What are the chances that the Indians are thinking rebuild and would move Ramírez as well?
This falls under the same category of a potential Bieber trade. If the team knows that it’s heading for a rebuild, then why not trade José Ramírez as well? He now sits atop their payroll list for next season, as he’s set to make $9.4 million. However, when Antonetti was asked on Thursday whether there would be more trades before Opening Day, he said that the team’s goal will be building on the roster from where it stands now.
What are the chances we see Bobby Bradley starting at first base this year for the Indians?

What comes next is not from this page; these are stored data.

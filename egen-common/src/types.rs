//! Identifier types shared by the IR and the lowering crates

/// Basic block identifier, stable for the lifetime of a function
pub type BlockId = u32;

/// SSA value identifier (instruction results and block parameters)
pub type ValueId = u32;

/// Declaration identifier assigned by the frontend
pub type DeclId = u32;

/// Name of the process entry point produced for a module
pub const ENTRY_POINT_NAME: &str = "main";

/// Name of the asynchronous entry function started by the thread-start sequence
pub const ASYNC_ENTRY_POINT_NAME: &str = "async_Main";

/// Name of the external process-exit routine
pub const EXIT_FUNCTION_NAME: &str = "exit";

Very high. Whether he locks up the starting job long term or just gets a quick opportunity to prove if he can be their everyday first baseman, it seems like it’s finally time for Bobby Bradley to get his first real chance at the big league level.
What redeeming quality is there of the lineup as it stands?
1. The starting rotation. It may not be as deep as it was prior to Carrasco getting moved, but still having the reigning AL Cy Young Award winner on the staff with exciting arms in Zach Plesac, Aaron Civale, Triston McKenzie and up-and-coming arms in Logan Allen or Scott Moss, there’s still plenty of talent in the rotation.
2. The AL MVP runner up. The Indians may not have the best offensive lineup in the game, but they still have one of the best players in the league at the hot corner. Ramírez finished second in the AL MVP vote last year and had as exciting of a final month of the regular season as a player could have in 2020. If that carries over into 2021, he’ll still be fun to watch every night.
3. Franmil Reyes. The pandemic caused Reyes to go three-and-a-half months without seeing live pitching, which got him off to a slow start to the regular season. Before that, he was lights-out at the plate, demonstrating a whole new level of power during Spring Training. If he can get himself back in that groove this offseason, he’d be one of the most exciting players in the game to watch.